Kit deliberately planned her campaign for the following week, and the only girl she took into her confidence was Anne Bellamy. It had been the greatest relief, somehow, when Anne returned to Delphi for the fall term. There was something good-natured and comfortably serene about Anne that made her companionship a relief from that of the other girls. Jean often said back home that Kit was such a bunch of fireworks herself, she always needed the background of a calm silent night or a flaccid temperament, to set her off properly.

"You know, Anne," Kit exclaimed, sinking with a luxurious sigh of content down among the cushions on the broad couch in Anne's room, "I'd give anything, sometimes, if I'd been an only child; of course, you've got a brother, but you're the only girl. You don't know what it is to be one of four.
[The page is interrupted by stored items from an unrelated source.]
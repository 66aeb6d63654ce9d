//! Public server status and Prometheus scraping.

use std::sync::Arc;

use axum::Json;
use axum::extract::State;
use serde::{Deserialize, Serialize};

use crate::AppState;
use crate::config::Configuration;
use crate::error::{Result, ServerError};

/// Structured configuration.
#[derive(Debug, Serialize, Deserialize)]
pub struct Status {
    pub name: String,
    pub version: String,
}

/// Public server status (configuration).
pub async fn status(State(config): State<Arc<Configuration>>) -> Json<Status> {
    Json(Status {
        name: if config.name.is_empty() {
            env!("CARGO_CRATE_NAME").into()
        } else {
            config.name.clone()
        },
        version: config.version().to_owned(),
    })
}

/// Render metrics in the Prometheus text format.
pub async fn metrics(State(state): State<AppState>) -> Result<String> {
    state
        .metrics
        .as_ref()
        .map(|handle| handle.render())
        .ok_or(ServerError::NotFound)
}
//! TOML-based application configuration.
//!
//! Holds the one meaningful knob: the default countdown length used for the
//! next run whenever the timer is stopped.
//!
//! Configuration is stored at `<data_dir>/config.toml`.

use serde::{Deserialize, Serialize};
use std::path::PathBuf;

use super::data_dir;
use crate::error::ConfigError;

/// Timer-specific configuration.
#[derive(Debug, Clone, Serialize, Deserialize)]
pub struct TimerConfig {
    /// Default countdown length in minutes.
    #[serde(default = "default_minutes")]
    pub default_minutes: u64,
}

/// Application configuration.
///
/// Serialized to/from TOML at `<data_dir>/config.toml`.
#[derive(Debug, Clone, Serialize, Deserialize)]
pub struct Config {
    #[serde(default)]
    pub timer: TimerConfig,
}

fn default_minutes() -> u64 {
    10
}

impl Default for TimerConfig {
    fn default() -> Self {
        Self {
            default_minutes: default_minutes(),
        }
    }
}

impl Default for Config {
    fn default() -> Self {
        Self {
            timer: TimerConfig::default(),
        }
    }
}

impl Config {
    fn path() -> Result<PathBuf, ConfigError> {
        let dir = data_dir().map_err(|e| ConfigError::LoadFailed {
            path: PathBuf::from("<data_dir>"),
            message: e.to_string(),
        })?;
        Ok(dir.join("config.toml"))
    }

    /// Load from disk or write and return the default.
    ///
    /// # Errors
    ///
    /// Returns an error if the config file exists but cannot be parsed,
    /// or if the default config cannot be written to disk.
    pub fn load() -> Result<Self, ConfigError> {
        let path = Self::path()?;
        match std::fs::read_to_string(&path) {
            Ok(content) => {
                toml::from_str(&content).map_err(|e| ConfigError::ParseFailed(e.to_string()))
            }
            Err(_) => {
                let cfg = Self::default();
                cfg.save()?;
                Ok(cfg)
            }
        }
    }

    /// Persist to disk.
    ///
    /// # Errors
    ///
    /// Returns an error if the config cannot be serialized or written to disk.
    pub fn save(&self) -> Result<(), ConfigError> {
        let path = Self::path()?;
        let content = toml::to_string_pretty(self).map_err(|e| ConfigError::SaveFailed {
            path: path.clone(),
            message: e.to_string(),
        })?;
        std::fs::write(&path, content).map_err(|e| ConfigError::SaveFailed {
            path,
            message: e.to_string(),
        })
    }

    /// Load from disk, returning default on error.
    pub fn load_or_default() -> Self {
        Self::load().unwrap_or_default()
    }

    /// The configured default length in seconds.
    pub fn default_length_secs(&self) -> u64 {
        self.timer.default_minutes.saturating_mul(60)
    }

    /// Update the default length and persist.
    ///
    /// # Errors
    /// Returns an error if the config cannot be saved.
    pub fn set_default_minutes(&mut self, minutes: u64) -> Result<(), ConfigError> {
        self.timer.default_minutes = minutes;
        self.save()
    }
}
I share my room with Helen, back home, and all honors with Jean. Then, of course, Doris is the baby, and while we all love each other devotedly, still you do have to elbow your way through a large family, if you want to keep on being yourself. I read somewhere about old Joaquin Miller, the poet of the Sierras. Know him?"

Anne shook her head, as she combed out her long brown hair, holding one roll with her teeth.

"No, I don't suppose you do," Kit went on happily. "That's one reason why you and I are going to be fearfully good friends, 'cause you don't know everything in creation. It seems to me I can't speak of anything at all at home now that Jean doesn't know more about it than I do, or Helen thinks she does, which is worse. Don't mind me this morning. I just got a family budget, full of don'ts."

"Yes, and you're just as likely as not to be homesick to-morrow," laughed Anne. "Go on about your poet."